Bislang galt: Abriss und Neubau sind preisgünstiger als aufwändige Sanierung …
Das ist richtig – was die Retrospektive anbelangt. Transformation ist gegenüber Abriss und Neubau bislang meist nicht die kostengünstigere Variante – gleichwohl liegen die Vorteile schon jetzt klar auf dem Tisch. Eine zentrale Erkenntnis unserer Studie: Durch neue gesetzliche Regelungen steigt die wirtschaftliche Attraktivität der Transformation von Immobilien gegenüber Abriss und Neubau zunehmend. Bei einer ganzheitlichen Betrachtungsweise muss neben dem Energieverbrauch während des Lebenszyklus' der Immobilie auch die sogenannte graue Energie berücksichtigt werden, die bei der Erstellung verbraucht wird. Durch die Monetarisierung des Verbrauchs an grauer Energie nach Inkrafttreten der EU-Taxonomie werden sich die Kosten für den Neubau indirekt weiter erhöhen.

In den Innenstädten stehen zurzeit auch viele Handelsimmobilien im Fokus der Neuorientierung, weil sich der stationäre Handel mehr und mehr neu erfinden muss. Sind Handelsimmobilien geeignete Objekte für Transformationen?
Interessanterweise und obwohl es in dem Bereich gute Beispiele aus der Umnutzung von alten Warenhäusern gibt, ist das in der Praxis wohl nicht so. Unsere Studie zeigt anhand einer Analyse der RIWIS-Datenbank von bulwiengesa, dass – anders als die aktuelle Diskussion um die Zukunft des stationären Einzelhandels vielleicht vermuten ließe – Industrieimmobilien und Büros, die nicht mehr den Ansprüchen des Marktes entsprechen, in Summe häufiger eine Transformation erfahren als Handelsimmobilien. Rund die Hälfte der analysierten Transformationsimmobilien wird im Ergebnis als Mixed Use umgesetzt. Dabei sind Handel und Gastronomie nach wie vor die wichtigsten Bausteine mit 28 Prozent Anteil am Nutzungsmix. Ebenfalls wichtig sind Büronutzungen und Wohnen.

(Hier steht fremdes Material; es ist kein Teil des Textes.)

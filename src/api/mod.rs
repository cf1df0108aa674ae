// HTTP surface over the price service

pub mod handlers;
pub mod middleware;
pub mod models;
pub mod routes;
pub mod server;

pub use server::ApiServer;
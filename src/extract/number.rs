/// How a storefront writes numbers.
#[derive(Debug, Clone, Copy, PartialEq, Eq)]
pub enum NumberFormat {
    /// `$ 199.999,00`: `.` groups thousands, `,` marks decimals.
    Argentine,
    /// `$1,299.99`: `,` groups thousands, `.` marks decimals.
    Plain,
}

/// First run of digits and separators, starting at a digit.
fn number_token(text: &str) -> Option<&str> {
    let start = text.find(|c: char| c.is_ascii_digit())?;
    let rest = &text[start..];
    let len = rest
        .find(|c: char| !(c.is_ascii_digit() || c == '.' || c == ','))
        .unwrap_or(rest.len());
    Some(&rest[..len])
}

impl NumberFormat {
    /// Parses the first price-shaped token in `text`. Returns `None` when there
    /// is no token or the value is not positive.
    pub fn parse(&self, text: &str) -> Option<f64> {
        let token = number_token(text)?;
        let token = token.trim_end_matches(&['.', ','][..]);
        let normalized = match self {
            NumberFormat::Argentine => token.replace('.', "").replace(',', "."),
            NumberFormat::Plain => token.replace(',', ""),
        };
        normalized
            .parse::<f64>()
            .ok()
            .filter(|v| v.is_finite() && *v > 0.0)
    }
}

/// Strips `.` and `,` and accepts the rest only if it is all digits.
pub fn parse_integer_digits(raw: &str) -> Option<f64> {
    let cleaned: String = raw.chars().filter(|c| *c != '.' && *c != ',').collect();
    if cleaned.is_empty() || !cleaned.chars().all(|c| c.is_ascii_digit()) {
        return None;
    }
    cleaned.parse::<f64>().ok().filter(|v| *v > 0.0)
}

#[cfg(test)]
mod tests {
    use super::*;

    #[test]
    fn argentine_thousands_and_decimals() {
        let f = NumberFormat::Argentine;
        assert_eq!(f.parse("$ 199.999"), Some(199_999.0));
        assert_eq!(f.parse("$149.999,00"), Some(149_999.0));
        assert_eq!(f.parse("Precio: $ 1.234,50 ARS"), Some(1234.5));
    }

    #[test]
    fn plain_format_keeps_decimal_point() {
        let f = NumberFormat::Plain;
        assert_eq!(f.parse("$110"), Some(110.0));
        assert_eq!(f.parse("$1,299.99"), Some(1299.99));
        assert_eq!(f.parse("Sale $90.00 $110.00"), Some(90.0));
    }

    #[test]
    fn no_digits_or_zero_is_no_match() {
        assert_eq!(NumberFormat::Plain.parse("Sold out"), None);
        assert_eq!(NumberFormat::Argentine.parse("$ 0"), None);
        assert_eq!(NumberFormat::Plain.parse(""), None);
    }

    #[test]
    fn integer_digits_strip_separators() {
        assert_eq!(parse_integer_digits("199.999"), Some(199_999.0));
        assert_eq!(parse_integer_digits("1,234"), Some(1234.0));
        assert_eq!(parse_integer_digits("12a"), None);
        assert_eq!(parse_integer_digits(".,"), None);
    }
}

Gibt die Größe einer Stadt den Ausschlag bei der Sinnhaftigkeit und Häufigkeit von Transformationen?
Transformationen erfolgen nicht nur in den großen A-Städten, wichtige Projektentwicklungen gibt es auch in B- und C-Städten. Die A-Städte stechen aber mit insgesamt rund 1,78 Millionen Quadratmetern Nutzfläche in transformierten Immobilien heraus. Damit stehen die A-Städte für 56 Prozent aller in Transformationsimmobilien errichteten Flächen.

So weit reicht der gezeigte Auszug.